A formal Wired News Q&A should be coming out soon. In the meantime, here's some outtakes from our conversation.

On the nature of God: "Evolution theology offers an undeniable God. Nobody would ask, 'Do you believe in water? In life? In the universe?' Those are absurd questions." Instead, said Dowd, "God is another word for universe, and the divine imperative is evident in the properties of emergent and symbiotic systems."

On the current cultural landscape: "Up until now, there's been this big gulf. On the one side are creationists. On the other are the new atheists, Richard Dawkins and Sam Harris and Dan Dennett, who say that you have to reject religion completely in order to accept evolution."

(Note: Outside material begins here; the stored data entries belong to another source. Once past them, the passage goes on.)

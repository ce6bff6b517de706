use clap::Parser;
use tracing_subscriber::EnvFilter;

mod cli;
mod commands;

#[tokio::main]
async fn main() -> anyhow::Result<()> {
    let cli = cli::Cli::parse();
    let default_level = if cli.verbose { "debug" } else { "warn" };
    let filter = EnvFilter::try_from_default_env().unwrap_or_else(|_| EnvFilter::new(default_level));
    tracing_subscriber::fmt()
        .with_env_filter(filter)
        .with_writer(std::io::stderr)
        .init();
    commands::run_command(cli).await
}
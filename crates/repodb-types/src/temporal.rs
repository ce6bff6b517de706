use chrono::{DateTime, SecondsFormat, Utc};

/// Current UTC time as ISO-8601 with millisecond precision
/// (`2024-05-01T12:30:00.123Z`).
pub fn timestamp() -> String {
    format_timestamp(Utc::now())
}

/// Format `at` the same way as [`timestamp`].
pub fn format_timestamp(at: DateTime<Utc>) -> String {
    at.to_rfc3339_opts(SecondsFormat::Millis, true)
}

/// Filename-safe variant of [`timestamp`]: `:` and `.` become `-`.
pub fn backup_stamp() -> String {
    file_safe(&timestamp())
}

fn file_safe(stamp: &str) -> String {
    stamp.replace([':', '.'], "-")
}
//! Write-behind document caches for repodb.
//!
//! Applications talk to a [`DocumentStore`]: it loads every stored record at
//! startup and hands out one [`CollectionCache`] per collection. Caches answer
//! reads from memory and push changes to the storage engine's write queue in
//! the background, debounced per key and retried with bounded backoff.
//!
//! # Key Types
//!
//! - [`DocumentStore`] -- lifecycle, collections, group data, metadata, migration
//! - [`CollectionCache`] -- in-memory records of one collection
//! - [`PersistFailure`] -- broadcast when a record could not be made durable
//! - [`MigrationReport`] -- outcome of a legacy-layout migration

pub mod collection;
pub mod error;
pub mod migrate;
pub mod store;

pub use collection::{CollectionCache, PersistFailure, WritePolicy};
pub use error::{CacheError, CacheResult};
pub use migrate::MigrationReport;
pub use store::{DocumentStore, METADATA_VERSION};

On Dawkins and the New Atheists:
"I'm grateful that they're doing what they're doing. They're plowing the field. There's a hunger in Americans for a meaningful, inspiring way of thinking about what science is revealing to us. Dawkins let me reprint [in Thank God for Evolution, Dowd's new book] a letter he wrote to his 10-year-old daughter."

On the New Atheists' potential alienation of religious believers:
"It's probably true, but it's understandable. They're trying to combat otherworldly, supernatural, mythic understandings of religion. They're accurate in some of those assessments. But they're not critiquing a sacred view of evolution. Many have publicly supported us. Richard and my wife [acclaimed science journalist Connie Barlow] have known each other for years."

On his reception by religious believers:
"There's an interest in this. People are finding that it opens up new ways of thinking. Studying evolution is like following cosmic bread crumbs back to God. The details of evolution, understood in an inspiring way, reconnect us to the whole, to ultimate reality."

On apocalypse:
"Dinosaurs are here to teach us things, not test our faith. And contrary to popular belief, these aren't the end times for humanity. They're just the beginning. Dinosaurs were here for 175 million years; humans have only been here for three million. And when we look over the course of evolutionary history, one of the patterns we see is that breakdowns, chaos and bad news keep catalyzing creative transformations. Throughout the history of the universe, the primary driver of evolutionary theory is chaos and breakdowns. The chaos in our time, the challenge in our personal lives, the challenges of species in the next decades -- these will be evolutionary catalysts that call us to greatness, that call us to make changes that could have taken hundreds of years. I find that more inspiring than the literal interpretation of any creation story. I don't think there's anything more exciting than the time we're living in now."

On Joel de Rosnay's postulation of man's future as cybiont, or an amalgamation of humanity, technology and nature as one synergistic organism:
"It's one of the more inspiring visions. Life keeps finding ways to cooperate in larger symbiotic wholes. It's like we're creating a new cell at the scale of a planet. That seems to me an inspiring vision that many people can understand both theologically and religiously. There's an illustration in my book -- more complex forms of life going up a staircase. The neanderthal's standing behind a guy in a suit, saying 'I was wondering when you were going to notice that there were more steps.'"

On original sin:
"Original sin is traditional language pointing to something fundamentally true: all of us have inherited proclivities, a nature we didn't choose, and live in a world different from where they evolved."

On Heaven and Hell:
"I don't have to die to go to a place called Hell. If I'm surrounded by bitterness, arrogance and judgemental violence, stuck on my addictions, then I'm in hell now. And if I'm surrounded by love, generosity and care, then I'm in a place called Heaven."